Verso una rigenerazione operante della città
In the name of regeneration, the study on the historical city and the deep linkage between
city and architecture is renewed. For years at the heart of the political agenda in Europe and
worldwide, “urban regeneration” not only implies a comparison with history, but also global
objectives of social inclusion, economic upturn, environmental sustainability. A design project is
more difficult when placed in a historical context left to decay, a melting pot of different people
and a crucial point in the metropolitan layout that calls for a complete and complex renew of
the relation between architectural design and urban morphology. This is the case of the San
Lorenzo district in Rome, an urban island intra moenia once was recognised for its archaeological-
monumental heritage that is now recognisable for its anthropological-cultural mixité.
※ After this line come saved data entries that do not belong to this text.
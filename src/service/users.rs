//! Traced user lookup.

use std::time::{Duration, Instant};

use opentelemetry::{Context, KeyValue};
use opentelemetry_sdk::trace::SdkTracer;

use crate::observability::{Instruments, PoolGauges, PoolStats, ScopedSpan, Telemetry};
use crate::store::{StoreError, UserStore, SELECT_NAME_BY_ID};

/// Query kind label attached to the query duration histogram.
pub const QUERY_KIND: &str = "SELECT user";

pub const LOOKUP_SPAN: &str = "fetchUserByID";
pub const QUERY_SPAN: &str = "SQL SELECT";

/// Business logic for resolving a user id to a name.
#[derive(Clone)]
pub struct UserService {
    store: UserStore,
    tracer: SdkTracer,
    instruments: Instruments,
    processing_delay: Duration,
    _pool_gauges: PoolGauges,
}

impl UserService {
    /// Also starts reporting the store's pool occupancy on `telemetry`'s meter.
    pub fn new(store: UserStore, telemetry: &Telemetry, processing_delay: Duration) -> Self {
        let pool = store.clone();
        let pool_gauges = telemetry.observe_pool(move || PoolStats {
            open: u64::from(pool.connections()),
            idle: pool.idle_connections() as u64,
        });

        Self {
            store,
            tracer: telemetry.db_tracer().clone(),
            instruments: telemetry.instruments().clone(),
            processing_delay,
            _pool_gauges: pool_gauges,
        }
    }

    /// Resolve `id` to a name inside a lookup span that is a child of `parent`.
    ///
    /// The simulated processing delay and the query both run inside the span.
    pub async fn fetch_user_by_id(&self, parent: &Context, id: &str) -> Result<String, StoreError> {
        let mut span = ScopedSpan::start(&self.tracer, parent, LOOKUP_SPAN);
        span.set_attribute(KeyValue::new("user.id", id.to_string()));

        tokio::time::sleep(self.processing_delay).await;

        let result = self.query_name(span.context(), id).await;
        match &result {
            Ok(_) => span.succeed(),
            Err(e) => span.fail(e),
        }
        result
    }

    /// Run the single lookup statement inside a query span.
    ///
    /// The elapsed time is recorded whether or not a row was found.
    async fn query_name(&self, parent: &Context, id: &str) -> Result<String, StoreError> {
        let mut span = ScopedSpan::start(&self.tracer, parent, QUERY_SPAN);
        span.set_attribute(KeyValue::new("db.system", "sqlite"));
        span.set_attribute(KeyValue::new("db.statement", SELECT_NAME_BY_ID));

        let started = Instant::now();
        let result = self.store.fetch_name(id).await;
        self.instruments.record_query(QUERY_KIND, started.elapsed());

        match &result {
            Ok(_) => span.succeed(),
            Err(e) => span.fail(e),
        }
        result
    }
}
//! Observability subsystem.
//!
//! # Data Flow
//! ```text
//! startup:
//!     bootstrap.rs  → exporter.rs (pick span sink from selector)
//!                   → tracer provider (batching) + meter provider (periodic)
//!                   → metrics.rs (register instruments)
//!                   → Telemetry handle, shared via Arc
//!     store opened  → metrics.rs (pool gauges, sampled at each collection)
//!
//! per request:
//!     trace.rs (ScopedSpan: handler → business logic → query)
//!     metrics.rs (request counter, query duration histogram)
//!
//! always:
//!     logging.rs (structured log events, separate from exported spans)
//! ```
//!
//! # Design Decisions
//! - Providers are created exactly once and never reinitialized
//! - Telemetry is passed explicitly; the global registration is only for
//!   third-party instrumentation
//! - Export and flush failures never reach request handling

pub mod bootstrap;
pub mod exporter;
pub mod logging;
pub mod metrics;
pub mod trace;

pub use bootstrap::{initialize, InitError, Telemetry};
pub use exporter::{ExporterKind, TraceExporter};
pub use metrics::{Instruments, PoolGauges, PoolStats};
pub use trace::ScopedSpan;
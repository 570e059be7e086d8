//! Shared utilities for integration tests.

#![allow(dead_code)]

use std::net::SocketAddr;
use std::sync::Arc;
use std::time::Duration;

use opentelemetry::trace::{SpanId, TraceId};
use opentelemetry_sdk::metrics::data::{AggregatedMetrics, MetricData};
use opentelemetry_sdk::metrics::InMemoryMetricExporter;
use opentelemetry_sdk::trace::{InMemorySpanExporter, SpanData};
use traced_service::lifecycle::{Service, Shutdown};
use traced_service::{ServiceConfig, Telemetry};

/// A running service wired to in-memory telemetry sinks.
pub struct TestService {
    pub addr: SocketAddr,
    pub telemetry: Arc<Telemetry>,
    spans: InMemorySpanExporter,
    metrics: InMemoryMetricExporter,
    shutdown: Shutdown,
}

/// A loopback port that was free a moment ago.
pub fn free_port() -> u16 {
    std::net::TcpListener::bind("127.0.0.1:0")
        .unwrap()
        .local_addr()
        .unwrap()
        .port()
}

/// Defaults suitable for tests: ephemeral port, short processing delay.
pub fn test_config() -> ServiceConfig {
    let mut config = ServiceConfig::default();
    config.listener.bind_address = "127.0.0.1:0".to_string();
    config.pipeline.processing_delay_ms = 5;
    config
}

/// Start a service on an ephemeral port.
pub async fn start_service(config: ServiceConfig) -> TestService {
    let spans = InMemorySpanExporter::default();
    let metrics = InMemoryMetricExporter::default();
    let telemetry = Arc::new(Telemetry::with_exporters(
        spans.clone(),
        metrics.clone(),
        &config.telemetry,
    ));

    let service = Service::prepare(config, telemetry.clone()).await.unwrap();
    let addr = service.local_addr().unwrap();

    let shutdown = Shutdown::new();
    let receiver = shutdown.subscribe();
    tokio::spawn(async move {
        let _ = service.run(receiver).await;
    });

    TestService {
        addr,
        telemetry,
        spans,
        metrics,
        shutdown,
    }
}

impl TestService {
    pub fn url(&self, path: &str) -> String {
        format!("http://{}{}", self.addr, path)
    }

    /// Flush the batch processor and return every span exported so far.
    pub fn finished_spans(&self) -> Vec<SpanData> {
        self.telemetry.force_flush();
        self.spans.get_finished_spans().unwrap()
    }

    /// Current value of counter `name` for the data point labelled `key=value`.
    pub fn counter_value(&self, name: &str, key: &str, value: &str) -> u64 {
        self.telemetry.force_flush();
        let exported = self.metrics.get_finished_metrics().unwrap();
        let Some(latest) = exported.last() else {
            return 0;
        };

        let mut total = 0;
        for metric in latest
            .scope_metrics()
            .into_iter()
            .flat_map(|scope| scope.metrics())
            .filter(|metric| metric.name() == name)
        {
            if let AggregatedMetrics::U64(MetricData::Sum(sum)) = metric.data() {
                for point in sum.data_points() {
                    let matches = point
                        .attributes()
                        .into_iter()
                        .any(|kv| kv.key.as_str() == key && kv.value.as_str() == value);
                    if matches {
                        total += point.value().to_owned();
                    }
                }
            }
        }
        total
    }

    /// Number of measurements recorded by histogram `name` for `key=value`.
    pub fn histogram_count(&self, name: &str, key: &str, value: &str) -> u64 {
        self.telemetry.force_flush();
        let exported = self.metrics.get_finished_metrics().unwrap();
        let Some(latest) = exported.last() else {
            return 0;
        };

        let mut count = 0;
        for metric in latest
            .scope_metrics()
            .into_iter()
            .flat_map(|scope| scope.metrics())
            .filter(|metric| metric.name() == name)
        {
            if let AggregatedMetrics::F64(MetricData::Histogram(histogram)) = metric.data() {
                for point in histogram.data_points() {
                    let matches = point
                        .attributes()
                        .into_iter()
                        .any(|kv| kv.key.as_str() == key && kv.value.as_str() == value);
                    if matches {
                        count += point.count() as u64;
                    }
                }
            }
        }
        count
    }

    /// Latest value of gauge `name` for the data point labelled `key=value`.
    pub fn gauge_value(&self, name: &str, key: &str, value: &str) -> Option<u64> {
        self.telemetry.force_flush();
        let exported = self.metrics.get_finished_metrics().unwrap();
        let latest = exported.last()?;

        for metric in latest
            .scope_metrics()
            .into_iter()
            .flat_map(|scope| scope.metrics())
            .filter(|metric| metric.name() == name)
        {
            if let AggregatedMetrics::U64(MetricData::Gauge(gauge)) = metric.data() {
                for point in gauge.data_points() {
                    let matches = point
                        .attributes()
                        .into_iter()
                        .any(|kv| kv.key.as_str() == key && kv.value.as_str() == value);
                    if matches {
                        return Some(point.value().to_owned());
                    }
                }
            }
        }
        None
    }

    pub fn stop(&self) {
        self.shutdown.trigger();
    }
}

impl Drop for TestService {
    fn drop(&mut self) {
        self.shutdown.trigger();
    }
}

/// Spans belonging to `trace_id`.
pub fn spans_in_trace(spans: &[SpanData], trace_id: TraceId) -> Vec<&SpanData> {
    spans
        .iter()
        .filter(|span| span.span_context.trace_id() == trace_id)
        .collect()
}

/// The span named `name`, panicking if there is not exactly one.
pub fn only<'a>(spans: &[&'a SpanData], name: &str) -> &'a SpanData {
    let matching: Vec<_> = spans.iter().filter(|span| span.name == name).collect();
    assert_eq!(matching.len(), 1, "expected exactly one `{name}` span");
    matching[0]
}

/// Assert `spans` form the chain handler → lookup → query and return them.
pub fn assert_span_chain<'a>(
    spans: &[&'a SpanData],
) -> (&'a SpanData, &'a SpanData, &'a SpanData) {
    assert_eq!(spans.len(), 3, "expected one span triple per request");
    let handler = only(spans, "getUserHandler");
    let lookup = only(spans, "fetchUserByID");
    let query = only(spans, "SQL SELECT");

    assert_eq!(handler.parent_span_id, SpanId::INVALID);
    assert_eq!(lookup.parent_span_id, handler.span_context.span_id());
    assert_eq!(query.parent_span_id, lookup.span_context.span_id());

    assert!(query.end_time <= lookup.end_time);
    assert!(lookup.end_time <= handler.end_time);
    (handler, lookup, query)
}

/// Wait briefly for work finishing after a response was sent.
pub async fn settle() {
    tokio::time::sleep(Duration::from_millis(100)).await;
}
This
article aims to define guidelines and strategies that qualify design when it fits into a consolidated
urban fabric, highlighting the role of morphology as an analytical prerequisite for interpreting
the built landscape and a synthetic one for configuring new spaces as a natural evolution of
reality. The challenge of contemporary design lies both in understanding and respecting the inner
logic of a specific city neighbourhood and in making it unique and operating within a more
complex and cross-scale system. Regenerating does not mean generating again, but knowing
how to continue creating unity, continuity and vitality of the urban organism.